To Leslie.

Like most people, even like most film critics, I had never heard of To Leslie before the surprise nomination of Andrea Riseborough for Best Actress in this year’s Academy Awards in late January. The film had taken in just $27,000 at the U.S. box office and had just a handful of reviews on Rotten Tomatoes at the time; there are far more reviews now but they’re almost all new as critics have rushed to catch up. Despite the controversy over how Riseborough ended up getting the nomination, To Leslie is quite a good film, and deserves the much wider audience it’s received, with standout performances from Riseborough and from her co-star Marc Maron. (You can rent it on Amazon, iTunes, etc.)

To Leslie is supposedly based on a true story, although the real person who inspired it has never been named that I can find. Leslie (Riseborough) is a single mom in west Texas who wins $190,000 in a local lottery, but who spends it all, mostly on alcohol, abandoning her 13-year-old son, losing her friends, and ending up homeless. The film jumps forward to the point where she’s been kicked out of the motel where she was living and has to call her son, James (Owen Teague). He lets her stay with him if she quits drinking, but that goes as you’d expect, and her life continues to spiral downward until she ends up at another motel run by Sweeney (Maron), where she gets a job cleaning rooms that also includes a place to stay. The majority of the film comes after that point and watches her struggle to stay sober, find some sort of purpose, and deal with the notoriety she’s acquired through her windfall and how publicly she squandered it.

There are, of course, a lot of addiction/redemption stories out there, and To Leslie is very much of that ilk, but it does several things to distinguish itself from its peers. One is that it doesn’t lionize the addict. Leslie’s kind of a terrible person. She’s not just a fuck-up, to use the technical term, but really does not seem to grasp the effects of her actions on other people at all, most notably how her choices in life have affected her son. She’s not the addict with a heart of gold for whom you just can’t help but root; I was rooting for Leslie because I didn’t want to see things continue to get worse for her, or to see her cause more misery for anyone around her. There’s no sense of “oh, if only she could get better, she’d be this wonderful mother/friend/person.”

To Leslie also doesn’t provide much in the way of magical solutions to addiction. Sweeney certainly helps her, but in a more practical sense, rather than, say, dispensing words of wisdom or some pop philosophy. Royal (Andre Royo) also lives and works at the motel, and he knows Leslie from childhood, so he’s seen her act and is very disinclined to help her, even trying to convince Sweeney not to give her the job or a room. Nance (Allison Janney), who we only know at the start as a former friend of Leslie’s, is openly antagonizing her in public. There’s no panacea here and no too-perfect friend or family member to offer a cure. Instead, Leslie pretty much has to do this on her own.

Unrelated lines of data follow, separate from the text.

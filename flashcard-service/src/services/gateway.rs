//! Client-side orchestration of provider calls.
//!
//! Wraps a [`GenerativeProvider`] with upload-then-poll for media and
//! retry with backoff for conversations.

use crate::config::GatewayConfig;
use crate::models::{FileState, MediaReference, Part, Turn};
use crate::services::providers::{GenerativeProvider, ProviderError};
use crate::services::retry::{retry_provider_call, RetryConfig};
use std::path::Path;
use std::sync::Arc;
use std::time::Duration;

#[derive(Clone)]
pub struct AiGateway {
    provider: Arc<dyn GenerativeProvider>,
    retry: RetryConfig,
    poll_interval: Duration,
    poll_max_attempts: u32,
}

impl AiGateway {
    pub fn new(provider: Arc<dyn GenerativeProvider>, config: &GatewayConfig) -> Self {
        Self {
            provider,
            retry: RetryConfig::new(config.max_attempts, config.initial_backoff()),
            poll_interval: config.poll_interval(),
            poll_max_attempts: config.poll_max_attempts,
        }
    }

    /// Upload a local file and wait until the provider has processed it.
    ///
    /// Status is checked every poll interval while the file reports
    /// `PROCESSING`, at most `poll_max_attempts` times.
    pub async fn upload_media(
        &self,
        path: &Path,
        mime_type: &str,
        display_name: &str,
    ) -> Result<MediaReference, ProviderError> {
        let mut file = self
            .provider
            .upload_file(path, mime_type, display_name)
            .await?;

        let mut polls = 0;
        while file.is_processing() {
            if polls >= self.poll_max_attempts {
                tracing::warn!(name = %file.name, polls, "File processing timed out");
                return Err(ProviderError::ProcessingTimeout {
                    name: file.name,
                    attempts: polls,
                });
            }

            tokio::time::sleep(self.poll_interval).await;
            polls += 1;
            file = self.provider.get_file(&file.name).await?;
            tracing::debug!(name = %file.name, state = ?file.state, polls, "Polled file state");
        }

        if file.state == FileState::Failed {
            return Err(ProviderError::ProcessingFailed(file.name));
        }

        Ok(file)
    }

    /// Send `contents` as the newest user turn after `history` and return
    /// the generated text.
    pub async fn converse(&self, contents: &[Part], history: &[Turn]) -> Result<String, ProviderError> {
        let provider = self.provider.as_ref();
        retry_provider_call(&self.retry, "converse", move || async move {
            provider.generate(history, contents).await
        })
        .await
    }

    pub async fn health_check(&self) -> Result<(), ProviderError> {
        self.provider.health_check().await
    }
}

Riseborough is on camera for virtually the entire movie, giving this role a level of difficulty that few of her peers could match for this year. It is, truly, a tremendous performance, on par with Cate Blanchett’s in Tár, which I had as the best performance by an actress I’d seen so far in this cycle (even though, sentimentally, I’m pulling for Michelle Yeoh). She’s completely lost in the role, so it’s hard to even remember that she’s English, let alone that she’s not actually Leslie. It’s a fine line to walk to keep this character interesting without making her too pathetic or making her detestable, and Riseborough manages to stay on it. (She’s also great in the musical adaptation of Matilda, which came out last year on Netflix.) Maron is also excellent, giving Sweeney some nuance and complexity without making him too nice, or too sappy, or too much of anything. He’s a regular guy, and while his interest in helping Leslie isn’t that well explained by his back story – it’s just not that plausible – their interactions come across as very real. None of the supporting actors have that much to do, with Janney slightly wasted in her one-note role, while Stephen Root, who plays her partner Dutch, suffers from a lack of screen time.

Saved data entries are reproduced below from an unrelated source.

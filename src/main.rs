//! `ringhash` command line tool.
//!
//! # Commands
//! ```text
//! ring       build the ring from the config file, print per-endpoint share
//! pick       print the anchor endpoint for a key or raw hash
//! simulate   run the full policy against a simulated transport
//! watch      like simulate, reloading the policy whenever the file changes
//! ```

use std::path::{Path, PathBuf};
use std::sync::Arc;
use std::time::Duration;

use clap::{Parser, Subcommand};
use serde::Serialize;

use ringhash::config::loader::load_config;
use ringhash::config::watcher::ConfigWatcher;
use ringhash::load_balancer::events::forward_config_updates;
use ringhash::load_balancer::hash::affinity_hash;
use ringhash::load_balancer::policy::ring_endpoints;
use ringhash::load_balancer::{policy_channel, run_policy, Ring, RingHashPolicy};
use ringhash::lifecycle::shutdown::ctrl_c;
use ringhash::net::{SimulatedTransport, SimulationTiming};
use ringhash::observability::{logging, metrics};
use ringhash::resilience::backoff::BackoffConfig;
use ringhash::{PolicyConfig, Shutdown};

#[derive(Parser)]
#[command(name = "ringhash")]
#[command(about = "Ring hash load balancing policy tools", long_about = None)]
struct Cli {
    /// Policy configuration file (TOML).
    #[arg(short, long, default_value = "ringhash.toml")]
    config: PathBuf,

    /// Override the configured log level.
    #[arg(long)]
    log_level: Option<String>,

    #[command(subcommand)]
    command: Commands,
}

#[derive(Subcommand)]
enum Commands {
    /// Show ring size and per-endpoint share
    Ring {
        /// Print JSON instead of a table
        #[arg(long)]
        json: bool,
    },
    /// Show which endpoint a key or hash lands on
    Pick {
        /// Routing key, hashed with xxHash64
        #[arg(long, conflicts_with = "hash", required_unless_present = "hash")]
        key: Option<String>,
        /// Raw 64-bit affinity hash
        #[arg(long)]
        hash: Option<u64>,
    },
    /// Run the policy against a simulated transport
    Simulate {
        #[command(flatten)]
        sim: SimulationArgs,
    },
    /// Run the policy and reload it when the config file changes (Ctrl+C to stop)
    Watch {
        #[command(flatten)]
        sim: SimulationArgs,
        /// Seconds between pick rounds
        #[arg(long, default_value_t = 5)]
        interval_secs: u64,
    },
}

#[derive(clap::Args)]
struct SimulationArgs {
    /// Number of routing keys to pick for
    #[arg(long, default_value_t = 16)]
    keys: usize,
    /// Addresses whose connection attempts fail
    #[arg(long)]
    down: Vec<String>,
    /// Simulated connect latency in milliseconds
    #[arg(long, default_value_t = 50)]
    connect_delay_ms: u64,
    /// How long a queued pick may wait, in milliseconds
    #[arg(long, default_value_t = 2000)]
    max_wait_ms: u64,
}

#[derive(Serialize)]
struct ShareRow<'a> {
    address: &'a str,
    weight: u32,
    positions: usize,
    percent: f64,
}

#[tokio::main]
async fn main() -> Result<(), Box<dyn std::error::Error>> {
    let cli = Cli::parse();
    let config = load_config(&cli.config)?;

    let level = cli
        .log_level
        .clone()
        .unwrap_or_else(|| config.observability.log_level.clone());
    logging::init_logging(&level);

    tracing::info!(
        path = ?cli.config,
        endpoints = config.endpoints.len(),
        min_ring_size = config.ring_hash.min_ring_size,
        max_ring_size = config.ring_hash.max_ring_size,
        "Configuration loaded"
    );

    if config.observability.metrics_enabled {
        match config.observability.metrics_address.parse() {
            Ok(addr) => metrics::init_metrics(addr),
            Err(_) => tracing::error!(
                metrics_address = %config.observability.metrics_address,
                "Failed to parse metrics address"
            ),
        }
    }

    match cli.command {
        Commands::Ring { json } => print_ring(&config, json)?,
        Commands::Pick { key, hash } => {
            let hash = match (key, hash) {
                (Some(key), _) => affinity_hash(&key),
                (None, Some(hash)) => hash,
                (None, None) => return Err("either --key or --hash is required".into()),
            };
            print_pick(&config, hash)?;
        }
        Commands::Simulate { sim } => simulate(&config, &sim).await?,
        Commands::Watch { sim, interval_secs } => {
            watch(&cli.config, &config, &sim, Duration::from_secs(interval_secs)).await?
        }
    }

    Ok(())
}

fn build_ring(
    config: &PolicyConfig,
) -> Result<(Vec<ringhash::Endpoint>, Ring), ringhash::ConfigError> {
    let update = config.to_update();
    let endpoints = ring_endpoints(&update.endpoints);
    let ring = Ring::build(&endpoints, &update.config)?;
    Ok((endpoints, ring))
}

fn print_ring(config: &PolicyConfig, json: bool) -> Result<(), Box<dyn std::error::Error>> {
    let (endpoints, ring) = build_ring(config)?;
    let shares = ring.shares();

    let rows: Vec<ShareRow<'_>> = endpoints
        .iter()
        .zip(&shares)
        .map(|(endpoint, &positions)| ShareRow {
            address: endpoint.address(),
            weight: endpoint.weight(),
            positions,
            percent: 100.0 * positions as f64 / ring.len() as f64,
        })
        .collect();

    if json {
        println!(
            "{}",
            serde_json::to_string_pretty(&serde_json::json!({
                "ring_size": ring.len(),
                "endpoints": rows,
            }))?
        );
    } else {
        println!("ring size: {}", ring.len());
        for row in rows {
            println!(
                "{:<32} weight {:>4}  positions {:>8}  {:>6.2}%",
                row.address, row.weight, row.positions, row.percent
            );
        }
    }
    Ok(())
}

fn print_pick(config: &PolicyConfig, hash: u64) -> Result<(), Box<dyn std::error::Error>> {
    let (endpoints, ring) = build_ring(config)?;
    let index = ring.pick(hash);
    let entry = ring.entry(index);
    println!(
        "hash {:#018x} → entry {} ({:#018x}) → {}",
        hash,
        index,
        entry.hash,
        endpoints[entry.endpoint].address()
    );
    Ok(())
}

struct Simulation {
    policy_tx: ringhash::load_balancer::PolicySender,
    slot: Arc<ringhash::PickerSlot>,
    shutdown: Shutdown,
    event_loop: tokio::task::JoinHandle<()>,
}

fn start_simulation(sim: &SimulationArgs) -> Simulation {
    let (policy_tx, events) = policy_channel();
    let transport = Arc::new(SimulatedTransport::new(
        policy_tx.clone(),
        SimulationTiming {
            connect_delay: Duration::from_millis(sim.connect_delay_ms),
            ..SimulationTiming::default()
        },
    ));
    for address in &sim.down {
        transport.set_down(address, true);
    }

    let policy = RingHashPolicy::new(transport);
    let slot = policy.picker_slot();
    let shutdown = Shutdown::new();
    let event_loop = tokio::spawn(run_policy(policy, events, shutdown.subscribe()));

    Simulation {
        policy_tx,
        slot,
        shutdown,
        event_loop,
    }
}

async fn pick_round(slot: &ringhash::PickerSlot, sim: &SimulationArgs) {
    let backoff = BackoffConfig::default();
    let max_wait = Duration::from_millis(sim.max_wait_ms);

    for i in 0..sim.keys {
        let key = format!("key-{}", i);
        let hash = affinity_hash(&key);
        match slot.pick_or_wait(hash, max_wait, &backoff).await {
            Ok(backend) => println!("{:<10} {:#018x} → {}", key, hash, backend.address()),
            Err(e) => println!("{:<10} {:#018x} → {}", key, hash, e),
        }
    }
    if let Some(picker) = slot.current() {
        println!("aggregate state: {}", picker.state());
    }
}

async fn simulate(
    config: &PolicyConfig,
    sim: &SimulationArgs,
) -> Result<(), Box<dyn std::error::Error>> {
    let simulation = start_simulation(sim);
    simulation.policy_tx.update(config.to_update()).await?;

    pick_round(&simulation.slot, sim).await;

    simulation.shutdown.trigger();
    simulation.event_loop.await?;
    Ok(())
}

async fn watch(
    path: &Path,
    config: &PolicyConfig,
    sim: &SimulationArgs,
    interval: Duration,
) -> Result<(), Box<dyn std::error::Error>> {
    let simulation = start_simulation(sim);
    simulation.policy_tx.update(config.to_update()).await?;

    let (watcher, configs) = ConfigWatcher::new(path);
    let _watcher = watcher.run()?;
    tokio::spawn(forward_config_updates(configs, simulation.policy_tx.clone()));

    let mut ticker = tokio::time::interval(interval);
    let stop = ctrl_c();
    tokio::pin!(stop);
    loop {
        tokio::select! {
            _ = ticker.tick() => pick_round(&simulation.slot, sim).await,
            _ = &mut stop => break,
        }
    }

    simulation.shutdown.trigger();
    simulation.event_loop.await?;
    Ok(())
}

As for the controversy over the nomination … I get why the Academy has those rules in place, but this is a good outcome for Riseborough, for the movie, and for the awards themselves. Maybe it’s a reminder to everyone involved that there are always great performances that get overlooked because the movies are too small or commercially unsuccessful. I’d probably still vote for Blanchett, but I wouldn’t argue with anyone who thinks Riseborough is better.

Comments

  1. Brian in SoCal

    I feel so hip for having seen this film eight full days before the Oscar nominations were announced. I’m amazed at the extent to which this film flew under the radar. It was critically lauded by those who reviewed it, Riseborough’s performance is truly incredible, such that many of her acting peers went out of their way to spread the word about it, as Keith alludes to, and it boasts a stellar cast that also features Bubbles from “The Wire,” Fuchs from “Barry,” the voice of Kaiser Permanente (”Thrive!”) and the guy from Marc Maron’s podcast. All are terrific in this ultimately uplifting story about one self-destructive woman who loses a fortune but salvages her life by overcoming her demons. I hope her sobriety sticks but, if not, I look forward to the sequel “2 Leslie.”